Atrial fibrillation (AF), the most common cardiac arrhythmia, affects 2.2 million Americans and is reaching epidemic proportions since its prevalence grows as the older population continues to increase. AF is a major risk factor for stroke if it is not appropriately diagnosed and managed. Updated guidelines on the management of patients with AF were jointly released by the American College of Cardiology, the American Heart Association, and the Heart Rhythm Society in the December 2010 Journal of the American College of Cardiology. “The guidelines reflect a consensus of expert opinion and a thorough review of clinical research,” explains L. Samuel Wann, MD, MACC, FAHA, who chaired the expert group writing committee. “The new recommendations update guidelines that were previously released in 2006. They are based on evidence from clinical trials, as well as expert opinion.
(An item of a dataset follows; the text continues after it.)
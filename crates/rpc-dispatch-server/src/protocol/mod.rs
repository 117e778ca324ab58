//! Payload handling shared by every transport.

pub mod handler;

pub use handler::ProtocolHandler;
The update was precipitated by several new areas of research that have recently become available.”
Major Modifications to Atrial Fibrillation Recommendations
Several major modifications were offered in the updated guidelines for AF, one of which focuses on heart rate control (Table 1). The RACE II study was one of the primary reasons for revising the guidelines on heart rate control. It found that a strict heart rate control regimen with exercise testing provided no benefit over a more lenient heart rate control regimen. “This is an important modification because it means that physicians won’t need such rigid heart rate reevaluations, which often require exercise tests and the use of multiple drugs,” says Dr. Wann. “Symptomatic patients, however, do require treatment, and the long-term adverse effects of persistent tachycardia on ventricular function are still of concern.”
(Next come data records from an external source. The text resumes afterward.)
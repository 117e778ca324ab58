//! Method handler contract.

use serde::de::DeserializeOwned;
use serde::{Deserialize, Deserializer};
use serde_json::value::RawValue;
use serde_json::Value;

use crate::error::ErrorObject;
use crate::id::RequestId;

pub type HandlerResult = Result<Value, ErrorObject>;

/// Per-call information handed to a handler. Borrowed, so a handler cannot
/// keep hold of the envelope once it returns.
#[derive(Debug, Clone, Copy)]
pub struct CallContext<'a> {
    pub method: &'a str,
    /// `None` for notifications.
    pub id: Option<&'a RequestId>,
}

impl CallContext<'_> {
    pub fn is_notification(&self) -> bool {
        self.id.is_none()
    }
}

/// Opaque request parameters.
#[derive(Debug, Clone, Copy)]
pub struct Params<'a>(Option<&'a RawValue>);

impl<'a> Params<'a> {
    pub fn new(raw: Option<&'a RawValue>) -> Self {
        Self(raw)
    }

    pub fn none() -> Self {
        Self(None)
    }

    pub fn is_absent(&self) -> bool {
        self.0.is_none()
    }

    /// The raw JSON text, if params were sent.
    pub fn raw(&self) -> Option<&'a str> {
        self.0.map(RawValue::get)
    }

    /// Decode into the handler's own parameter type. Absent params fail to
    /// decode like any other mismatched shape.
    pub fn parse<T: DeserializeOwned>(&self) -> serde_json::Result<T> {
        serde_json::from_str(self.0.map(RawValue::get).unwrap_or(""))
    }

    /// Like [`Params::parse`], but only a JSON object is accepted. Derived
    /// struct decoding would otherwise take `[2, 3]` as positional fields.
    pub fn parse_object<T: DeserializeOwned>(&self) -> serde_json::Result<T> {
        match self.raw() {
            Some(text) if text.trim_start().starts_with('{') => serde_json::from_str(text),
            Some(_) => Err(serde::de::Error::custom("params must be a JSON object")),
            None => self.parse(),
        }
    }

    /// [`Params::parse`], mapping failure to an InvalidParams error.
    pub fn decode<T: DeserializeOwned>(&self, message: &str) -> Result<T, ErrorObject> {
        self.parse().map_err(|e| rejected(e, message))
    }

    /// [`Params::parse_object`], mapping failure to an InvalidParams error.
    pub fn decode_object<T: DeserializeOwned>(&self, message: &str) -> Result<T, ErrorObject> {
        self.parse_object().map_err(|e| rejected(e, message))
    }
}

fn rejected(err: serde_json::Error, message: &str) -> ErrorObject {
    tracing::debug!("params rejected: {err}");
    ErrorObject::invalid_params(message)
}

/// Field helper for params structs: an explicit `null` member reads as the
/// field's default, the same as an absent one.
pub fn null_as_default<'de, D, T>(deserializer: D) -> Result<T, D::Error>
where
    D: Deserializer<'de>,
    T: Default + Deserialize<'de>,
{
    Ok(Option::<T>::deserialize(deserializer)?.unwrap_or_default())
}

/// JSON number for `f`, as an integer when the value is whole so `5.0`
/// renders as `5`.
pub fn number_value(f: f64) -> Value {
    match crate::id::integral(f) {
        Some(i) => Value::from(i),
        None => Value::from(f),
    }
}

/// A registered method implementation.
pub trait MethodHandler: Send + Sync {
    fn call(&self, ctx: &CallContext<'_>, params: Params<'_>) -> HandlerResult;
}

impl<F> MethodHandler for F
where
    F: Fn(&CallContext<'_>, Params<'_>) -> HandlerResult + Send + Sync,
{
    fn call(&self, ctx: &CallContext<'_>, params: Params<'_>) -> HandlerResult {
        self(ctx, params)
    }
}

#[cfg(test)]
mod tests {
    use super::*;
    use serde::Deserialize;

    #[derive(Debug, Deserialize)]
    struct Pair {
        a: i64,
        b: i64,
    }

    fn raw(text: &str) -> Box<RawValue> {
        RawValue::from_string(text.to_string()).unwrap()
    }

    #[test]
    fn test_parse_object() {
        let r = raw(r#"{"a":1,"b":2}"#);
        let pair: Pair = Params::new(Some(&*r)).parse().unwrap();
        assert_eq!(pair.a + pair.b, 3);
    }

    #[test]
    fn test_absent_params_fail() {
        let err = Params::none().decode::<Pair>("need a and b").unwrap_err();
        assert_eq!(err.code, -32602);
        assert_eq!(err.message, "need a and b");
    }

    #[test]
    fn test_wrong_shape_fails() {
        let r = raw("[1,2]");
        assert!(Params::new(Some(&*r)).parse_object::<Pair>().is_err());
        assert!(Params::new(Some(&*r)).parse::<Vec<i64>>().is_ok());
    }

    #[test]
    fn test_positional_array_is_not_an_object() {
        let r = raw("[1,2]");
        let err = Params::new(Some(&*r))
            .decode_object::<Pair>("need a and b")
            .unwrap_err();
        assert_eq!(err.code, -32602);
        assert_eq!(err.message, "need a and b");

        let r = raw(r#" {"a":1,"b":2}"#);
        let pair: Pair = Params::new(Some(&*r)).decode_object("need a and b").unwrap();
        assert_eq!(pair.a + pair.b, 3);
    }

    #[derive(Debug, Deserialize)]
    struct Loose {
        #[serde(default, deserialize_with = "null_as_default")]
        n: i64,
        #[serde(default, deserialize_with = "null_as_default")]
        s: String,
    }

    #[test]
    fn test_null_members_read_as_default() {
        let r = raw(r#"{"n":null,"s":null}"#);
        let loose: Loose = Params::new(Some(&*r)).parse_object().unwrap();
        assert_eq!(loose.n, 0);
        assert_eq!(loose.s, "");

        let r = raw(r#"{"s":"x"}"#);
        let loose: Loose = Params::new(Some(&*r)).parse_object().unwrap();
        assert_eq!((loose.n, loose.s.as_str()), (0, "x"));
    }

    #[test]
    fn test_absent_params_not_an_object_either() {
        assert!(Params::none().parse_object::<Pair>().is_err());
    }

    #[test]
    fn test_number_value() {
        assert_eq!(serde_json::to_string(&number_value(5.0)).unwrap(), "5");
        assert_eq!(serde_json::to_string(&number_value(10.5)).unwrap(), "10.5");
        assert_eq!(serde_json::to_string(&number_value(-0.0)).unwrap(), "0");
    }

    fn echo(ctx: &CallContext<'_>, _params: Params<'_>) -> HandlerResult {
        Ok(Value::String(ctx.method.to_string()))
    }

    #[test]
    fn test_fn_item_is_handler() {
        let ctx = CallContext { method: "echo", id: None };
        assert_eq!(echo.call(&ctx, Params::none()).unwrap(), "echo");
        assert!(ctx.is_notification());
    }
}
Recommendations for using clopidogrel and dronedarone in the management of AF were also provided in the updated guidelines. Research has shown that the addition of clopidogrel to aspirin is beneficial and more effective than taking either agent alone to reduce the risk of major vascular events among patients with AF who cannot or will not take warfarin. However, this regimen is still not as efficacious as warfarin, according to the guidelines. Dronedarone, a newer antiarrhythmic agent, also has beneficial effects on AF. It has been approved by the FDA to reduce the need for rehospitalization for cardiovascular events related to AF. Dronedarone shares certain properties with amiodarone, but it appears to be better tolerated and can be initiated in the outpatient setting. The agent should not, however, be administered to AF patients with class IV heart failure or to patients who have had an episode of decompensated heart failure in the past 4 weeks, especially if they have depressed left ventricular function (left ventricular ejection fraction less than or equal to 35%).
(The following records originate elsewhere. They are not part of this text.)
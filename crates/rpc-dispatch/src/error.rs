//! Error taxonomy and JSON-RPC error codes.

use serde::{Deserialize, Serialize};
use serde_json::Value;

/// Standard JSON-RPC 2.0 error codes.
pub mod error_codes {
    pub const PARSE_ERROR: i32 = -32700;
    pub const INVALID_REQUEST: i32 = -32600;
    pub const METHOD_NOT_FOUND: i32 = -32601;
    pub const INVALID_PARAMS: i32 = -32602;
    pub const INTERNAL_ERROR: i32 = -32603;
}

/// Protocol-level failure classes with fixed codes.
#[derive(Debug, Clone, Copy, PartialEq, Eq, Hash)]
pub enum ErrorKind {
    ParseError,
    InvalidRequest,
    MethodNotFound,
    InvalidParams,
    InternalError,
}

/// Code and default message for every [`ErrorKind`].
const ERROR_TABLE: &[(ErrorKind, i32, &str)] = &[
    (ErrorKind::ParseError, error_codes::PARSE_ERROR, "invalid JSON"),
    (ErrorKind::InvalidRequest, error_codes::INVALID_REQUEST, "invalid request"),
    (ErrorKind::MethodNotFound, error_codes::METHOD_NOT_FOUND, "method not found"),
    (ErrorKind::InvalidParams, error_codes::INVALID_PARAMS, "invalid params"),
    (ErrorKind::InternalError, error_codes::INTERNAL_ERROR, "internal error"),
];

impl ErrorKind {
    fn entry(self) -> (i32, &'static str) {
        ERROR_TABLE
            .iter()
            .find(|(kind, _, _)| *kind == self)
            .map(|(_, code, message)| (*code, *message))
            .unwrap_or((error_codes::INTERNAL_ERROR, "internal error"))
    }

    pub fn code(self) -> i32 {
        self.entry().0
    }

    pub fn default_message(self) -> &'static str {
        self.entry().1
    }

    /// Reverse lookup; handler-defined codes have no kind.
    pub fn from_code(code: i32) -> Option<Self> {
        ERROR_TABLE
            .iter()
            .find(|(_, c, _)| *c == code)
            .map(|(kind, _, _)| *kind)
    }
}

/// Error object carried in the `error` member of a response.
#[derive(Debug, Clone, PartialEq, Serialize, Deserialize)]
pub struct ErrorObject {
    pub code: i32,
    pub message: String,
    #[serde(default, skip_serializing_if = "Option::is_none")]
    pub data: Option<Value>,
}

impl ErrorObject {
    /// A handler-defined error with an arbitrary code.
    pub fn new(code: i32, message: impl Into<String>) -> Self {
        Self {
            code,
            message: message.into(),
            data: None,
        }
    }

    pub fn from_kind(kind: ErrorKind) -> Self {
        Self::new(kind.code(), kind.default_message())
    }

    pub fn with_message(kind: ErrorKind, message: impl Into<String>) -> Self {
        Self::new(kind.code(), message)
    }

    pub fn with_data(mut self, data: Value) -> Self {
        self.data = Some(data);
        self
    }

    pub fn parse_error(message: impl Into<String>) -> Self {
        Self::with_message(ErrorKind::ParseError, message)
    }

    pub fn invalid_request(message: impl Into<String>) -> Self {
        Self::with_message(ErrorKind::InvalidRequest, message)
    }

    pub fn method_not_found() -> Self {
        Self::from_kind(ErrorKind::MethodNotFound)
    }

    pub fn invalid_params(message: impl Into<String>) -> Self {
        Self::with_message(ErrorKind::InvalidParams, message)
    }

    pub fn internal_error() -> Self {
        Self::from_kind(ErrorKind::InternalError)
    }

    pub fn kind(&self) -> Option<ErrorKind> {
        ErrorKind::from_code(self.code)
    }
}

impl std::fmt::Display for ErrorObject {
    fn fmt(&self, f: &mut std::fmt::Formatter<'_>) -> std::fmt::Result {
        write!(f, "{} ({})", self.message, self.code)
    }
}

/// Failures while composing a [`crate::MethodRegistry`].
#[derive(thiserror::Error, Debug, Clone, PartialEq, Eq)]
pub enum RegistryError {
    #[error("Method name must not be empty")]
    EmptyName,

    #[error("Method already registered: {0}")]
    Duplicate(String),
}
“Another change of interest to physicians is that the level of evidence on catheter ablation has been increased to a Class Ia indication,” Dr. Wann says. “Our evidence on the efficacy of catheter ablation for AF is much more robust now than it was in 2006. Catheter ablation performed in experienced centers helps maintain sinus rhythm in patients with symptomatic persistent AF. That said, patients should be treated with antiarrhythmic drugs prior to considering catheter ablation.”
Dabigatran: A New Alternative
Dabigatran (Pradaxa, Boehringer Ingelheim), an oral anticoagulant, was approved by the FDA in 2010 for the prevention of stroke and systemic embolism in patients with non-valvular AF. After releasing the guideline update, the committee released a focused update specifically on dabigatran in the March 2011 issue of Circulation (Table 2). In pre-clinical studies, dabigatran was shown to be as effective as warfarin in preventing strokes and blood clots in patients with either paroxysmal or permanent AF, and in those with risk factors for stroke or blood clots who do not have a prosthetic heart valve, significant heart valve disease, severe renal failure, or advanced liver disease.
“Dabigatran has several very desirable characteristics that may be useful in treating patients with AF to prevent stroke,” says Dr. Wann. “Adherence issues, which are common for patients taking warfarin, may be minimized because dabigatran use doesn’t necessitate frequent office visits for repeated monitoring of INR. The agent also has an immediate onset of action, as opposed to the 3 days that warfarin takes to establish anticoagulation.”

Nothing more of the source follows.